Thursday, January 20, 2011

Dimensional Modeling

Q. What is dimensional modeling?
Ø  It is a logical design technique used for building data-warehouses. It uses the concept of facts and dimensions. Dimensional Modeling is intended to support end-user queries in a data-warehouse.
Dimensional modeling visualizes the data in terms of Cubes. For example, if we want to measure Sales by Products, Customers, Location, And Time of a company. We can visualize that the x, y a z-axis of the cube depicts products, customers, location and time, every point in the cube depict the sales. This is a very simple way of representing the business.
The Dimensional modeling is also known as Star Schema. The reason is that in Dimensional modeling we have a large central table with many dimension tables surrounding it.

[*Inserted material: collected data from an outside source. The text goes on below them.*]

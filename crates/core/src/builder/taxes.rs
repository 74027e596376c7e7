//! Per-item ICMS and PIS/COFINS groups.

use rust_decimal::Decimal;

use super::{DiagnosticKind, Diagnostics};
use crate::document::{
    ContributionBlock, IcmsBlock, Keyed, RelievedIcms, SimplifiedIcms, TaxedIcms,
};
use crate::models::TaxRegime;
use crate::normalize::{self, non_blank};

pub const KNOWN_CSOSN: [&str; 10] = [
    "101", "102", "103", "201", "202", "203", "300", "400", "500", "900",
];
pub const FALLBACK_CSOSN: &str = "102";

pub const KNOWN_CST: [&str; 11] = [
    "00", "10", "20", "30", "40", "41", "50", "51", "60", "70", "90",
];
pub const FALLBACK_CST: &str = "90";

/// Exempt, not taxed, suspended, charged earlier by substitution.
pub const RELIEVED_CST: [&str; 4] = ["40", "41", "50", "60"];

/// `motDesICMS` 9: other reasons.
pub const RELIEF_REASON_OTHER: u8 = 9;

/// `modBC` 3: operation value.
pub const BASE_MODE_OPERATION_VALUE: u8 = 3;

/// PIS/COFINS situation codes without amounts (`PISNT`/`COFINSNT`).
pub const NOT_TAXED_CONTRIBUTION: [&str; 6] = ["04", "05", "06", "07", "08", "09"];

/// Exempt operation.
pub const DEFAULT_CONTRIBUTION: &str = "07";

pub const MAX_ORIGIN: u8 = 8;

/// Product origin, 0 (domestic) when outside the table.
pub fn origin(raw: u8, path: &str, diags: &mut Diagnostics) -> u8 {
    if raw <= MAX_ORIGIN {
        return raw;
    }
    diags.warn(
        format!("{path}.origin"),
        DiagnosticKind::UnknownOrigin,
        format!("origin {raw} is not in 0-{MAX_ORIGIN}, using 0"),
    );
    0
}

fn resolve_code(
    raw: &str,
    width: usize,
    known: &[&str],
    fallback: &str,
    path: &str,
    diags: &mut Diagnostics,
) -> String {
    let code = normalize::code(raw, width);
    if known.contains(&code.as_str()) {
        return code;
    }
    diags.warn(
        format!("{path}.tax_code"),
        DiagnosticKind::UnknownTaxCode,
        format!("tax situation code {raw:?} not recognized, using {fallback}"),
    );
    fallback.to_string()
}

pub fn icms_value(base: Decimal, rate: Decimal) -> Decimal {
    normalize::money(base * rate / Decimal::ONE_HUNDRED)
}

/// ICMS group keyed by the situation code.
///
/// The simplified regime carries only origin and CSOSN. Other regimes get
/// zero base and value for the relieved CSTs and a rate-based value for the
/// rest.
pub fn icms_block(
    regime: TaxRegime,
    tax_code: &str,
    orig: u8,
    rate: Option<Decimal>,
    line_total: Decimal,
    path: &str,
    diags: &mut Diagnostics,
) -> Keyed<IcmsBlock> {
    if regime.is_simplified() {
        let csosn = resolve_code(tax_code, 3, &KNOWN_CSOSN, FALLBACK_CSOSN, path, diags);
        return Keyed::new(
            format!("ICMSSN{csosn}"),
            IcmsBlock::Simplified(SimplifiedIcms { orig, csosn }),
        );
    }

    let cst = resolve_code(tax_code, 2, &KNOWN_CST, FALLBACK_CST, path, diags);
    let key = format!("ICMS{cst}");

    if RELIEVED_CST.contains(&cst.as_str()) {
        return Keyed::new(
            key,
            IcmsBlock::Relieved(RelievedIcms {
                orig,
                cst,
                base: Decimal::ZERO,
                value: Decimal::ZERO,
                relief_reason: RELIEF_REASON_OTHER,
            }),
        );
    }

    let rate = rate.unwrap_or(Decimal::ZERO);
    let base = normalize::money(line_total);
    Keyed::new(
        key,
        IcmsBlock::Taxed(TaxedIcms {
            orig,
            cst,
            base_mode: BASE_MODE_OPERATION_VALUE,
            base,
            rate,
            value: icms_value(base, rate),
        }),
    )
}

/// Situation code for PIS or COFINS; anything outside the not-taxed set
/// becomes the exempt-operation code.
pub fn contribution_code(raw: Option<&str>) -> &'static str {
    let Some(value) = non_blank(raw) else {
        return DEFAULT_CONTRIBUTION;
    };
    let code = normalize::code(value, 2);
    NOT_TAXED_CONTRIBUTION
        .into_iter()
        .find(|known| *known == code)
        .unwrap_or(DEFAULT_CONTRIBUTION)
}

/// `PISNT`/`COFINSNT` group. `tax` is `"PIS"` or `"COFINS"`.
pub fn contribution_block(
    tax: &str,
    raw: Option<&str>,
    path: &str,
    diags: &mut Diagnostics,
) -> Keyed<ContributionBlock> {
    let cst = contribution_code(raw);
    if let Some(value) = non_blank(raw) {
        if normalize::code(value, 2) != cst {
            diags.warn(
                format!("{path}.{}_code", tax.to_ascii_lowercase()),
                DiagnosticKind::UnknownContributionCode,
                format!("{tax} situation code {value:?} not supported, using {cst}"),
            );
        }
    }
    Keyed::new(
        format!("{tax}NT"),
        ContributionBlock {
            cst: cst.to_string(),
        },
    )
}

Q. What are the various available schemas for dimensional modeling?


Ø  Star Schema
Ø  Snowflake Schema
Ø  Multistar Schema
Ø  Aggregate schema

Q. What is a Star Schema?


Ø  The star schema is the simplest data warehouse schema. It is called a star schema because the diagram of a star schema resembles a star, with points radiating from a centre. The centre of the star consists of one or more fact tables and the points of the star are the dimension tables. The main advantage to a star schema is optimized performance. A star schema keeps queries simple and provides fast response time because all the information about each level is stored in one row.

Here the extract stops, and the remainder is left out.